いや。間違っていても指摘しない事が美しいと思っている。

というのも、私が気に入った作品で小説作法が無視されていたものがあった。そこに『小説作法は守った方がいいですよ』という無粋なコメントがあって萎えたからだ。
個人的には『だったら読むな』と部外者ながら思ってしまった。

そして、私の小説も作法が守られていない。
初期作品は、字下げをしたが元のデータは字下げすらしていなかった。今は便利で、一気に下げる事が出来るが、当時はそんなものを気にしてるよりもただ『書きたかった』からだ。字下げや作法を無視してでもただ書きたかった。
ドリームシリーズはそうやって書かれた。作法は一通り調べたが、守る気にならなかったのだ。

作法を守るよりもただ『書く』だけの作品があっていいと私は思う。

だがここに、さらに『知っていて、わざとそうしているのならばそれでいいのではないか』というわけ知り顔の意見もみかける。
私は、作法を知っていても知らなくても『書け』と思う。そして、それについて第三者がうるさく言うな。

読者が書くわけではない。書きたくて書かれている作品に『作法』など無粋なものを持ち込んで欲しくはない。


ついでに上記に書いた「小説作法ではこうですよ」と言われた作者さんは、その点を変えることなく小説を書き続けている。素敵すぎて、小説だけではなくて作者さんにも惚れてしまいそうである。





小説作法なんてどこへやらのケータイ小説が一時期流行していた。

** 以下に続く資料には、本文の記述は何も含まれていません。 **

//! Route modules and router assembly.
//!
//! Structure kept from the teacher: health endpoints at root level,
//! feature endpoints nested under a versioned prefix. `AppState` carries
//! [`AnyStore`] rather than a raw `PgPool`, since the storage backend is
//! now a runtime choice (SPEC_FULL.md §3, §8).

use std::sync::Arc;

use axum::{
    routing::{get, post},
    Router,
};
use tower::ServiceBuilder;

use crate::config::Config;
use crate::middleware::assertion_auth::AssertionAuthLayer;
use crate::services::store::AnyStore;

pub mod attestation;
pub mod health;
pub mod protected;

#[derive(Clone)]
pub struct AppState {
    pub store: AnyStore,
    pub config: Arc<Config>,
}

/// Creates the main API router with all routes.
///
/// Route structure:
/// - `/health`, `/ready` - health checks (root level)
/// - `/api/v1/attestation/nonce` - nonce issuance
/// - `/api/v1/attestation` - attestation registration
/// - `/api/v1/protected/whoami` - illustrative assertion-protected route
pub fn api_router(state: AppState) -> Router {
    let health_router = Router::new()
        .route("/health", get(health::health_check))
        .route("/ready", get(health::readiness_check))
        .with_state(state.clone());

    let attestation_router = Router::new()
        .route("/attestation/nonce", post(attestation::issue_nonce))
        .route("/attestation", post(attestation::register_attestation))
        .with_state(state.clone());

    let protected_router = Router::new()
        .route("/protected/whoami", get(protected::whoami))
        .layer(ServiceBuilder::new().layer(AssertionAuthLayer::new(
            state.store.clone(),
            state.config.clone(),
        )))
        .with_state(state);

    let v1_router = Router::new()
        .merge(attestation_router)
        .merge(protected_router);

    Router::new()
        .merge(health_router)
        .nest("/api/v1", v1_router)
}
fn parse_der_chain(envelope: &AttestationEnvelope) -> Result<Vec<Vec<u8>>, AttestationError> {
    if envelope.x5c.is_empty() {
        return Err(AttestationError::IncompleteCertChain);
    }
    for der in &envelope.x5c {
        X509Certificate::from_der(der)
            .map_err(|e| AttestationError::InvalidCertificate(e.to_string()))?;
    }
    Ok(envelope.x5c.clone())
}

/// Walks the chain leaf -> intermediate -> (root), verifying each link's
/// signature against the next certificate's public key, then verifies the
/// final link against the compiled-in Apple root CA.
fn verify_certificate_chain(chain_der: &[Vec<u8>]) -> Result<(), AttestationError> {
    if chain_der.len() < 2 {
        return Err(AttestationError::IncompleteCertChain);
    }

    let now = x509_parser::time::ASN1Time::now();

    let mut certs = Vec::with_capacity(chain_der.len());
    for der in chain_der {
        let (_, cert) = X509Certificate::from_der(der)
            .map_err(|e| AttestationError::InvalidCertificate(e.to_string()))?;
        if !cert.validity().is_valid_at(now) {
            return Err(AttestationError::CertificateExpired);
        }
        certs.push(cert);
    }

    // certs[0] is the leaf credCert; every certificate above it in the
    // chain must assert CA:TRUE, or a leaf could be substituted in as an
    // "intermediate" and still pass the issuer/subject and signature
    // checks below.
    for intermediate in &certs[1..] {
        require_ca_basic_constraint(intermediate)?;
    }

    for window in certs.windows(2) {
        let (child, parent) = (&window[0], &window[1]);
        if child.issuer() != parent.subject() {
            return Err(AttestationError::ChainVerificationFailed(
                "issuer/subject mismatch between adjacent certificates".to_string(),
            ));
        }
        verify_signed_by(child, parent)?;
    }

    let (_, root) = X509Certificate::from_der(APPLE_APP_ATTEST_ROOT_CA_DER).map_err(|e| {
        AttestationError::ChainVerificationFailed(format!(
            "trust anchor is not a valid certificate (is it provisioned?): {e}"
        ))
    })?;
    require_ca_basic_constraint(&root)?;

    let last = certs.last().expect("checked len >= 2 above");
    if last.issuer() != root.subject() {
        return Err(AttestationError::ChainVerificationFailed(
            "chain does not terminate at the Apple App Attest root CA".to_string(),
        ));
    }
    verify_signed_by(last, &root)
}

/// X.509 `basicConstraints` extension OID (RFC 5280 §4.2.1.9).
const BASIC_CONSTRAINTS_OID: &str = "2.5.29.19";
//! Narrow storage-capability abstraction over the device attestation
//! state machine (nonce -> attested key -> monotonic counter).
//!
//! `Store` uses native `async fn` in the trait rather than the
//! `async-trait` crate, since its only consumer, [`AnyStore`], is a
//! concrete enum rather than a `dyn Trait` object — native async-fn
//! traits aren't object-safe, but an enum dispatch doesn't need them to
//! be. See DESIGN.md for the reasoning.

use std::sync::Arc;

use crate::models::device_record::DeviceRecord;
use crate::services::memory_store::InMemoryStore;
use crate::services::postgres_store::PostgresStore;

#[derive(Debug, Clone, PartialEq, Eq, thiserror::Error)]
pub enum StoreError {
    #[error("no pending nonce for this device")]
    NoPendingNonce,
    #[error("no attested key on file for this device")]
    NoKeyForDevice,
    #[error("nonce has expired")]
    StaleNonce,
    #[error("stored counter has moved since it was read")]
    ConcurrentModification,
    #[error("underlying storage error: {0}")]
    Backend(String),
}

/// The durable state machine behind both verification ceremonies.
pub trait Store: Send + Sync {
    /// Issues (or reissues) a fresh nonce for `device_id`, valid for a
    /// short TTL, and returns it base64-encoded — the same representation
    /// the client receives and later signs over. Called at the start of
    /// attestation (§4.4 `issueNonce`).
    async fn issue_nonce(&self, device_id: &str) -> Result<String, StoreError>;

    /// Reads back the nonce most recently issued to `device_id`, if any
    /// and not yet expired. `registerAttestation` needs this value to run
    /// the attestation verifier (SPEC_FULL.md §4.2 step 2) before it can
    /// atomically consume it via [`Store::upsert_attestation`].
    async fn lookup_pending_nonce(&self, device_id: &str) -> Result<Option<String>, StoreError>;

    /// Looks up the device record by `device_id`, checking that its
    /// stored `key_id` matches, if a key has already been attested.
    async fn lookup_by_key_and_device(
        &self,
        device_id: &str,
        key_id: &str,
    ) -> Result<Option<DeviceRecord>, StoreError>;

    /// Persists a newly verified attestation: binds `key_id` and the
    /// extracted public key to `device_id`, clears the pending nonce,
    /// and resets the counter to 0.
    async fn upsert_attestation(
        &self,
        device_id: &str,
        key_id: &str,
        public_key_pem: &str,
    ) -> Result<(), StoreError>;

    /// Compare-and-swap the stored counter: succeeds only if the
    /// currently stored value is exactly `expected_prior`. Concurrent
    /// assertions racing on the same prior value have exactly one
    /// winner; the loser gets [`StoreError::ConcurrentModification`].
    async fn advance_counter(
        &self,
        device_id: &str,
        key_id: &str,
        expected_prior: u32,
        new_counter: u32,
    ) -> Result<(), StoreError>;
}

/// Concrete dispatch over the two `Store` implementations, held by
/// `AppState`. A runtime choice (`Config::use_in_memory_store`) rather
/// than a compile-time generic, so a single binary can run against
/// either backend depending on environment.
#[derive(Clone)]
pub enum AnyStore {
    InMemory(Arc<InMemoryStore>),
    Postgres(Arc<PostgresStore>),
}

impl Store for AnyStore {
    async fn issue_nonce(&self, device_id: &str) -> Result<String, StoreError> {
        match self {
            AnyStore::InMemory(s) => s.issue_nonce(device_id).await,
            AnyStore::Postgres(s) => s.issue_nonce(device_id).await,
        }
    }

    async fn lookup_pending_nonce(&self, device_id: &str) -> Result<Option<String>, StoreError> {
        match self {
            AnyStore::InMemory(s) => s.lookup_pending_nonce(device_id).await,
            AnyStore::Postgres(s) => s.lookup_pending_nonce(device_id).await,
        }
    }

    async fn lookup_by_key_and_device(
        &self,
        device_id: &str,
        key_id: &str,
    ) -> Result<Option<DeviceRecord>, StoreError> {
        match self {
            AnyStore::InMemory(s) => s.lookup_by_key_and_device(device_id, key_id).await,
            AnyStore::Postgres(s) => s.lookup_by_key_and_device(device_id, key_id).await,
        }
    }

    async fn upsert_attestation(
        &self,
        device_id: &str,
        key_id: &str,
        public_key_pem: &str,
    ) -> Result<(), StoreError> {
        match self {
            AnyStore::InMemory(s) => s.upsert_attestation(device_id, key_id, public_key_pem).await,
            AnyStore::Postgres(s) => s.upsert_attestation(device_id, key_id, public_key_pem).await,
        }
    }

    async fn advance_counter(
        &self,
        device_id: &str,
        key_id: &str,
        expected_prior: u32,
        new_counter: u32,
    ) -> Result<(), StoreError> {
        match self {
            AnyStore::InMemory(s) => {
                s.advance_counter(device_id, key_id, expected_prior, new_counter).await
            }
            AnyStore::Postgres(s) => {
                s.advance_counter(device_id, key_id, expected_prior, new_counter).await
            }
        }
    }
}
//! Middleware modules.
//!
//! Contains the assertion-verification middleware protecting routes that
//! require a live per-request proof of Secure Enclave key possession.

pub mod assertion_auth;

pub use assertion_auth::{AssertedDevice, AssertionAuthLayer};
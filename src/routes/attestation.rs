//! Nonce issuance and attestation registration routes (SPEC_FULL.md §4.2, §6).

use axum::{extract::State, http::HeaderMap, Json};
use serde::{Deserialize, Serialize};
use uuid::Uuid;

use crate::error::{ApiErrorWithRequestId, CoreError};
use crate::routes::AppState;
use crate::services::attestation::verify_attestation;
use crate::services::store::Store;
use crate::validation::{validate_device_id, validate_key_id};

const HEADER_DEVICE_ID: &str = "device-id";

fn device_id_from_headers(headers: &HeaderMap) -> Result<&str, CoreError> {
    let device_id = headers
        .get(HEADER_DEVICE_ID)
        .ok_or_else(|| CoreError::InvalidInput("missing `device-id` header".to_string()))?
        .to_str()
        .map_err(|_| CoreError::InvalidInput("`device-id` header is not valid UTF-8".to_string()))?;
    validate_device_id(device_id).map_err(|e| CoreError::InvalidInput(e.to_string()))?;
    Ok(device_id)
}

#[derive(Debug, Serialize)]
pub struct NonceResponse {
    pub nonce: String,
}

/// POST /attestation/nonce — issues a fresh base64 challenge for the
/// device named in the `device-id` header (SPEC_FULL.md §4.2 step 1).
pub async fn issue_nonce(
    State(state): State<AppState>,
    request_id: Option<axum::Extension<Uuid>>,
    headers: HeaderMap,
) -> Result<Json<NonceResponse>, ApiErrorWithRequestId> {
    let request_id = request_id.map(|axum::Extension(id)| id).unwrap_or_else(Uuid::new_v4);
    let respond = |error: CoreError| ApiErrorWithRequestId { error, request_id };

    let device_id = device_id_from_headers(&headers).map_err(respond)?;

    let nonce = state
        .store
        .issue_nonce(device_id)
        .await
        .map_err(CoreError::from)
        .map_err(respond)?;

    Ok(Json(NonceResponse { nonce }))
}

#[derive(Debug, Deserialize)]
pub struct RegisterAttestationRequest {
    #[serde(rename = "keyId")]
    pub key_id: String,
    #[serde(rename = "attestationObject")]
    pub attestation_object: String,
}

#[derive(Debug, Serialize)]
pub struct RegisterAttestationResponse {}

/// POST /attestation — verifies and persists a device's attestation
/// (SPEC_FULL.md §4.2). The nonce bound into the attested certificate is
/// the one most recently issued to this `device-id` and not yet consumed.
pub async fn register_attestation(
    State(state): State<AppState>,
    request_id: Option<axum::Extension<Uuid>>,
    headers: HeaderMap,
    Json(body): Json<RegisterAttestationRequest>,
) -> Result<Json<RegisterAttestationResponse>, ApiErrorWithRequestId> {
    let request_id = request_id.map(|axum::Extension(id)| id).unwrap_or_else(Uuid::new_v4);
    let respond = |error: CoreError| ApiErrorWithRequestId { error, request_id };

    let device_id = device_id_from_headers(&headers).map_err(respond)?;

    validate_key_id(&body.key_id)
        .map_err(|e| CoreError::InvalidInput(e.to_string()))
        .map_err(respond)?;

    let nonce = state
        .store
        .lookup_pending_nonce(device_id)
        .await
        .map_err(CoreError::from)
        .map_err(respond)?
        .ok_or(CoreError::NoPendingNonce)
        .map_err(respond)?;

    let result = verify_attestation(
        &body.attestation_object,
        &body.key_id,
        &nonce,
        &state.config,
        &request_id.to_string(),
    )
    .await
    .map_err(CoreError::from)
    .map_err(respond)?;

    state
        .store
        .upsert_attestation(device_id, &result.key_id_b64, &result.public_key_pem)
        .await
        .map_err(CoreError::from)
        .map_err(respond)?;

    tracing::info!(
        request_id = %request_id,
        device_id,
        "attestation registered"
    );

    Ok(Json(RegisterAttestationResponse {}))
}

#[cfg(test)]
mod tests {
    use super::*;

    #[test]
    fn device_id_from_headers_rejects_missing_header() {
        let headers = HeaderMap::new();
        assert!(device_id_from_headers(&headers).is_err());
    }

    #[test]
    fn device_id_from_headers_rejects_invalid_format() {
        let mut headers = HeaderMap::new();
        headers.insert(HEADER_DEVICE_ID, "bad id!".parse().unwrap());
        assert!(device_id_from_headers(&headers).is_err());
    }

    #[test]
    fn device_id_from_headers_accepts_valid_format() {
        let mut headers = HeaderMap::new();
        headers.insert(HEADER_DEVICE_ID, "device-0001".parse().unwrap());
        assert_eq!(device_id_from_headers(&headers).unwrap(), "device-0001");
    }
}
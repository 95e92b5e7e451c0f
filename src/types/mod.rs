//! API request/response types
//!
//! Defines the standard API response format per architecture specification.

use chrono::{DateTime, Utc};
use serde::{Deserialize, Serialize};
use uuid::Uuid;

/// Standard API success response wrapper.
///
/// All successful API responses follow this format:
/// ```json
/// {
///   "data": { /* payload */ },
///   "meta": {
///     "request_id": "uuid",
///     "timestamp": "2025-11-22T10:00:00Z"
///   }
/// }
/// ```
#[derive(Debug, Clone, Serialize, Deserialize)]
pub struct ApiResponse<T> {
    pub data: T,
    pub meta: Meta,
}

impl<T> ApiResponse<T> {
    /// Creates a new API response with the given data and request ID.
    pub fn new(data: T, request_id: Uuid) -> Self {
        Self {
            data,
            meta: Meta::new(request_id),
        }
    }
}

/// Standard API error response wrapper.
///
/// All error responses follow this format:
/// ```json
/// {
///   "error": {
///     "code": "NOT_IMPLEMENTED",
///     "message": "This endpoint is not yet implemented",
///     "details": { /* optional */ }
///   },
///   "meta": {
///     "request_id": "uuid",
///     "timestamp": "2025-11-22T10:00:00Z"
///   }
/// }
/// ```
#[derive(Debug, Clone, Serialize, Deserialize)]
pub struct ApiErrorResponse {
    pub error: ErrorBody,
    pub meta: Meta,
}

impl ApiErrorResponse {
    /// Creates a new error response.
    pub fn new(code: impl Into<String>, message: impl Into<String>, request_id: Uuid) -> Self {
        Self {
            error: ErrorBody {
                code: code.into(),
                message: message.into(),
                details: None,
            },
            meta: Meta::new(request_id),
        }
    }

    /// Creates a new error response with details.
    pub fn with_details(
        code: impl Into<String>,
        message: impl Into<String>,
        details: serde_json::Value,
        request_id: Uuid,
    ) -> Self {
        Self {
            error: ErrorBody {
                code: code.into(),
                message: message.into(),
                details: Some(details),
            },
            meta: Meta::new(request_id),
        }
    }
}

/// Error body containing code, message, and optional details.
#[derive(Debug, Clone, Serialize, Deserialize)]
pub struct ErrorBody {
    pub code: String,
    pub message: String,
    #[serde(skip_serializing_if = "Option::is_none")]
    pub details: Option<serde_json::Value>,
}

/// Response metadata containing request ID and timestamp.
#[derive(Debug, Clone, Serialize, Deserialize)]
pub struct Meta {
    pub request_id: Uuid,
    pub timestamp: DateTime<Utc>,
}

impl Meta {
    /// Creates new metadata with the given request ID and current timestamp.
    pub fn new(request_id: Uuid) -> Self {
        Self {
            request_id,
            timestamp: Utc::now(),
        }
    }
}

私は好きではなかったが、あれはあれでありだと思うし、やはり小説作法は後からどうとでもなるのだと思う。
さらに言えば、小説作法と言われているものの大半が『出版時の都合によりできたルール』のようなので、ネット小説ではそれほど気にしなくていいのでは? と思う事が多々ある。

空白を大目に開けるというのもネット小説ならではのような気がしていたが、これはパソコン閲覧時の想定らしくスマホ閲覧はまた違うらしい……とどこかで見た。もう、何が何やら。何が『読みやすい』のか、さっぱりわからない。

結局、作者の読みやすい改行と空白と書き方でいいと思う。
作法を気にして書けなくなるくらいなら、作法を無視して書き続ける。そっちの方がいい。


時代や閲覧機器が変われば、読みやすさ、見やすさ、ルールすら変わる。それを頭に入れると、『小説作法では、こうですよ』というのは、ただの野暮である。



ノベルDAYSでこんな事を書くのは不適切だろうなとも思うけど、書いてしまった。
NOVEL DAYSは公募組やセミプロが多そうなイメージで、こんな趣味話は合わないだろうな。もちろん、公募では小説作法は大切なのかもしれないけど、今は『ネット上で読まれた後で修正する』のもありと知ったので、やはり作法は要らないと思う。


そんな風に書きながら、私も少しずつ『こっちの方が読みやすいかも』と作法を取り入れるようになってしまった。『・・・』も今では使わなくなってしまって、初期作品の・が懐かしくさえある。あの頃はこのリズムが好きだったのだけど、今はそれが『リズム』だと思えなくなってしまっている。時間の流れは残酷だ。